Esa extrañeza que nos vulnera

Ansibles, perfildores y otras máquinas de ingenio, de Andrea Chapela, se va directo a mi Olimpo literario.

Los relatos de Andrea logran llegar al nivel de las Crónicas marcianas, de Bradbury, o el ¿Sueñan los androides con ovejas eléctricas?, de Dick; por mencionar solo un par de obras que están a la misma altura que este librazo.

Otros autores que me vienen a la mente son Theodore Sturgeon, principalmente con su relato Cuando hay amor, cuando hay interés, o el magnífico Los ojos hacen algo más que ver, de Isaac Asimov.

Lo que busco decir es que la obra de Chapela está a ese nivel de obras de ciencia ficción, con un estilo propio, con una originalidad que solo ella puede brindar a sus cuentos, pero con la sensibilidad de vulnerar al lector con narraciones muy bien construidas, en las cuales hay espacio para las grandes preguntas, para planteamientos profundos que lleven al lector a replantearse la vida como la conocemos.

No solo es contar una historia por contarla, ni tampoco se trata de disfrazar un texto filosófico en un cuento de ideas, no, es hallar un equilibrio en donde la trama se encuentre con algo un poco más allá de la historia, donde se logre una transformación en quien lee, ser uno quien comienza al inicio del relato, y ser él mismo algo ligeramente cambiado hacia el final.

Como los cuentos de Chapela.

Siento que un gran logro de su propuesta es eso: los universos que nos da en los relatos, son algo fácilmente reconocible con nuestra realidad, con la salvedad de uno que otro detalle, sin entrar en cuestiones muy técnicas, nos da mercados de la Ciudad de México en un futuro que son casi iguales a los que conocemos ahora.

Esa extrañeza, esa ligereza de cambios son lo que hacen que su obra nos haga bajar la guardia, nos vulnera, y de pronto, nos atraviesen proyectiles como:

«¿Cuántas veces se puede vivir antes de aceptar que esto es, esto es todo lo que nos tocó vivir, no hay más oportunidades, lo hemos perdido todo, lo hemos sentido todo y ha sido suficiente?»

pág. 184

Releo algunas partes al azar de este libro y se me pone la piel chinita.

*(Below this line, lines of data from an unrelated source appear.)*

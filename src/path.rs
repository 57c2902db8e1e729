//! # Path Expressions
//!
//! A small path language for pulling values out of a JSON value tree:
//! - Field access separated by dots, e.g. `.org.name`
//! - Array selectors in brackets: `[3]`, `[^1]` (from the end), `[1:3]`
//!   (half-open range), `[*]` and `[:]` (every element)
//! - Pure bracket segments for top-level arrays, e.g. `[*].name`
//!
//! Evaluation is lazy: [`fetch`] returns a [`Matches`] iterator that walks the
//! document depth-first and yields one item per terminal branch, either a
//! matched value or the error that ended that branch.

pub mod accessor;
pub mod ast;
pub(crate) mod common;
pub mod error;
pub mod eval;
pub mod parser;
pub mod stream;

use serde_json::Value;

// Re-exports
pub use accessor::*;
pub use ast::*;
pub use common::{JSONPointer, PathType, format_location};
pub use error::*;
pub use eval::*;
pub use parser::*;
pub use stream::*;

/// Evaluates `path` against `json` with the default [`Evaluator`].
///
/// Shorthand for `Evaluator::new().fetch(json, path)`.
#[must_use]
pub fn fetch<'a>(json: &'a Value, path: &'a PathExpression) -> Matches<'a> {
    Evaluator::new().fetch(json, path)
}
#[cfg(test)]
mod tests {
    use serde_json::json;

    use super::*;
    use crate::path::PathBuilder;

    /// Collects the stream into values and error messages.
    fn run(
        evaluator: Evaluator,
        json: &Value,
        expression: &str,
    ) -> Vec<Result<Value, String>> {
        let path = PathExpression::parse(expression);
        evaluator
            .fetch(json, &path)
            .map(|item| {
                item.map(|m| m.value.clone()).map_err(|e| e.to_string())
            })
            .collect()
    }

    fn fetch(json: &Value, expression: &str) -> Vec<Result<Value, String>> {
        run(Evaluator::new(), json, expression)
    }

    fn ok(values: &[Value]) -> Vec<Result<Value, String>> {
        values.iter().cloned().map(Ok).collect()
    }

    fn companies() -> Value {
        json!({
            "arranged": "alphabetically",
            "companies": [
                {"name": "apple"},
                {"name": "facebook"},
                {"name": "github"},
                {"name": "google"}
            ]
        })
    }

    #[test]
    fn field_on_object() {
        assert_eq!(
            fetch(&companies(), ".arranged"),
            ok(&[json!("alphabetically")])
        );
        assert_eq!(
            fetch(&json!({"text": "bar"}), ".text"),
            ok(&[json!("bar")])
        );
    }

    #[test]
    fn wildcards_yield_every_element_in_order() {
        let expected = ok(&[
            json!("apple"),
            json!("facebook"),
            json!("github"),
            json!("google"),
        ]);
        assert_eq!(fetch(&companies(), ".companies[:].name"), expected);
        assert_eq!(fetch(&companies(), ".companies[*].name"), expected);
    }

    #[test]
    fn range_selects_half_open_slice() {
        assert_eq!(
            fetch(&companies(), ".companies[1:3].name"),
            ok(&[json!("facebook"), json!("github")])
        );
        assert_eq!(
            fetch(&json!(["foo", "bar", "baz", "pub"]), "[1:3]"),
            ok(&[json!("bar"), json!("baz")])
        );
    }

    #[test]
    fn from_end_index() {
        assert_eq!(
            fetch(&companies(), ".companies[^2].name"),
            ok(&[json!("github")])
        );
        let doc = json!([{"text": "foo"}, {"text": "bar"}, {"text": "baz"}]);
        assert_eq!(fetch(&doc, "[^1].text"), ok(&[json!("baz")]));
        assert_eq!(fetch(&doc, "[^2].text"), ok(&[json!("bar")]));
        assert_eq!(
            fetch(&doc, "[^4].text"),
            vec![Err("index out of range [^4] with length 3".to_string())]
        );
    }

    #[test]
    fn top_level_array_index() {
        let doc = json!([{"text": "foo"}, {"text": "bar"}]);
        assert_eq!(fetch(&doc, "[:].text"), ok(&[json!("foo"), json!("bar")]));
        assert_eq!(fetch(&doc, "[0].text"), ok(&[json!("foo")]));
        assert_eq!(fetch(&doc, "[1].text"), ok(&[json!("bar")]));
    }

    #[test]
    fn nested_index_then_field() {
        let doc = json!({"arr": [{"text": "foo"}, {"text": "bar"}]});
        assert_eq!(fetch(&doc, ".arr[0].text"), ok(&[json!("foo")]));
    }

    #[test]
    fn out_of_range_single_index() {
        assert_eq!(
            fetch(&json!(["foo"]), "[1]"),
            vec![Err("index out of range [1] with length 1".to_string())]
        );
    }

    #[test]
    fn parse_failures_carry_selector() {
        let doc = json!(["foo"]);
        for (query, token) in [("[x]", "x"), ("[y:0]", "y"), ("[0:z]", "z")] {
            let cause = token.parse::<i64>().unwrap_err();
            assert_eq!(
                fetch(&doc, query),
                vec![Err(format!("could not parse {query}: {cause}"))]
            );
        }
    }

    #[test]
    fn missing_field_is_single_not_found() {
        assert_eq!(
            fetch(&json!({"text": "bar"}), ".name"),
            vec![Err("not found".to_string())]
        );
    }

    #[test]
    fn traversing_a_scalar_is_not_found() {
        assert_eq!(
            fetch(&json!({"text": "bar"}), ".text.name"),
            vec![Err("not found".to_string())]
        );
        assert_eq!(
            fetch(&json!({"n": 1, "b": true, "z": null}), ".n.x"),
            vec![Err("not found".to_string())]
        );
    }

    #[test]
    fn fan_out_branches_fail_independently() {
        let doc = json!({"arr": [
            {"name": "a"},
            {"other": 1},
            {"name": "c"},
            {"name": "d"}
        ]});
        assert_eq!(
            fetch(&doc, ".arr[0:3].name"),
            vec![Ok(json!("a")), Err("not found".to_string()), Ok(json!("c"))]
        );
    }

    #[test]
    fn nested_fan_out_is_depth_first() {
        let doc = json!({"rows": [
            {"cells": [1, 2]},
            {"cells": [3]},
            {"cells": [4, 5, 6]}
        ]});
        assert_eq!(
            fetch(&doc, ".rows[*].cells[*]"),
            ok(&[json!(1), json!(2), json!(3), json!(4), json!(5), json!(6)])
        );
        assert_eq!(
            fetch(&doc, ".rows[*].cells[1]"),
            vec![
                Ok(json!(2)),
                Err("index out of range [1] with length 1".to_string()),
                Ok(json!(5))
            ]
        );
    }

    #[test]
    fn array_of_arrays_with_bracket_segments() {
        let doc = json!({"grid": [[1, 2], [3, 4]]});
        assert_eq!(fetch(&doc, ".grid[1].[0]"), ok(&[json!(3)]));
        assert_eq!(fetch(&doc, ".grid[*].[^1]"), ok(&[json!(2), json!(4)]));
    }

    #[test]
    fn array_addressed_by_name_is_not_found() {
        let doc = json!({"arr": [{"name": "a"}]});
        assert_eq!(
            fetch(&doc, ".arr.name"),
            vec![Err("not found".to_string())]
        );
    }

    #[test]
    fn bracket_on_object_is_not_found() {
        assert_eq!(
            fetch(&json!({"a": 1}), "[0]"),
            vec![Err("not found".to_string())]
        );
        assert_eq!(
            fetch(&json!({"a": {"b": 1}}), ".a[0]"),
            vec![Err("not found".to_string())]
        );
    }

    #[test]
    fn bracket_on_scalar_is_not_found() {
        assert_eq!(
            fetch(&json!({"text": "bar"}), ".text[0]"),
            vec![Err("not found".to_string())]
        );
        assert_eq!(
            fetch(&Value::Null, "[*]"),
            vec![Err("not found".to_string())]
        );
        assert_eq!(
            fetch(&json!(7), "[0:1]"),
            vec![Err("not found".to_string())]
        );
        assert_eq!(
            fetch(&json!({"flag": true}), ".flag[^1]"),
            vec![Err("not found".to_string())]
        );
    }

    #[test]
    fn empty_range_emits_nothing() {
        assert_eq!(fetch(&json!({"arr": []}), ".arr[*]"), vec![]);
        assert_eq!(fetch(&json!([1, 2, 3]), "[2:1]"), vec![]);
    }

    #[test]
    fn containers_match_by_default() {
        assert_eq!(Evaluator::new().container_policy(), ContainerPolicy::Match);
        assert_eq!(
            Evaluator::default().container_policy(),
            Evaluator::new().container_policy()
        );
        let doc = json!({"org": {"name": "foo"}, "tags": ["a"]});
        assert_eq!(fetch(&doc, ".org"), ok(&[json!({"name": "foo"})]));
        assert_eq!(fetch(&doc, ".tags"), ok(&[json!(["a"])]));
        assert_eq!(fetch(&doc, ""), ok(&[doc.clone()]));
    }

    #[test]
    fn containers_rejected_on_request() {
        let doc = json!({"org": {"name": "foo"}, "tags": ["a"]});
        let evaluator = Evaluator::new().containers(ContainerPolicy::Reject);
        assert_eq!(evaluator.container_policy(), ContainerPolicy::Reject);
        assert_eq!(
            run(evaluator, &doc, ".org"),
            vec![Err("found other type: object".to_string())]
        );
        assert_eq!(
            run(evaluator, &doc, ".tags"),
            vec![Err("found other type: array".to_string())]
        );
        assert_eq!(run(evaluator, &doc, ".org.name"), ok(&[json!("foo")]));
    }

    #[test]
    fn scalars_are_terminal() {
        let doc = json!({"s": "x", "n": 1.5, "b": false, "z": null});
        assert_eq!(fetch(&doc, ".s"), ok(&[json!("x")]));
        assert_eq!(fetch(&doc, ".n"), ok(&[json!(1.5)]));
        assert_eq!(fetch(&doc, ".b"), ok(&[json!(false)]));
        assert_eq!(fetch(&doc, ".z"), ok(&[Value::Null]));
        assert_eq!(fetch(&json!(42), ""), ok(&[json!(42)]));
    }

    #[test]
    fn matches_report_their_location() {
        let doc = companies();
        let path = PathExpression::parse(".companies[1:3].name");
        let locations: Vec<String> = Evaluator::new()
            .fetch(&doc, &path)
            .filter_map(Result::ok)
            .map(|m| m.location())
            .collect();
        assert_eq!(locations, vec![".companies[1].name", ".companies[2].name"]);
    }

    #[test]
    fn location_selects_the_same_value() {
        let doc = json!({"grid": [[1, {"x": [true]}], [3]]});
        let path = PathExpression::parse(".grid[*].[*]");
        let evaluator = Evaluator::new();
        for found in evaluator.fetch(&doc, &path).filter_map(Result::ok) {
            let again = PathExpression::parse(&found.location());
            let values: Vec<_> = Evaluator::new()
                .fetch(&doc, &again)
                .map(|item| item.map(|m| m.value))
                .collect();
            assert_eq!(values, vec![Ok(found.value)]);
        }
    }

    #[test]
    fn location_of_dotted_key_does_not_reparse() {
        let doc = json!({"a.b": 1, "a": {"b": 99}});
        let path = PathBuilder::new().field("a.b").build();
        let found: Vec<_> = Evaluator::new()
            .fetch(&doc, &path)
            .filter_map(Result::ok)
            .collect();
        assert_eq!(found.len(), 1);
        assert_eq!(found[0].value, &json!(1));
        assert_eq!(found[0].location(), ".a.b");

        let again = PathExpression::parse(&found[0].location());
        assert_ne!(again, path);
        assert_eq!(fetch(&doc, &found[0].location()), ok(&[json!(99)]));
    }
}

El penúltimo de los relatos, La persona que busca no está disponible, es un GRAN relato, no solo de ciencia ficción, es un gran relato, y punto, gracias al cual podemos reflexionar al respecto de la inmortalidad, de lo finito de la vida, de la necesidad de final, del sentido de un final, diría Frank Kermode.

Pero, el último cuento es el que se lleva todas las palmas.

En proceso, es simplemente de los más bellos textos que he leído jamás en mi vida, y no salgo de mi asombro porque, por alguna razón imagino que no fue nada fácil escribirlo, trabajarlo, tallerearlo, de alguna manera siento que hay mucho de la persona que escribe en ese relato, no lo sé, no conozco a Andrea, pero hay una sensibilidad abrumadora, hay una profundidad de sentimientos que logran hacer que me conmueva.

Leyendo este libro de relatos veo como un gran acierto el que hayan seleccionado a Andrea Chapela dentro de “mejores narradores jóvenes en español 2”, de acuerdo con Granta, ya que significa que existe la posibilidad de una mayor difusión de su obra y que traspase más fronteras, lo cual, desde mi punto de vista: lo tiene bien merecido.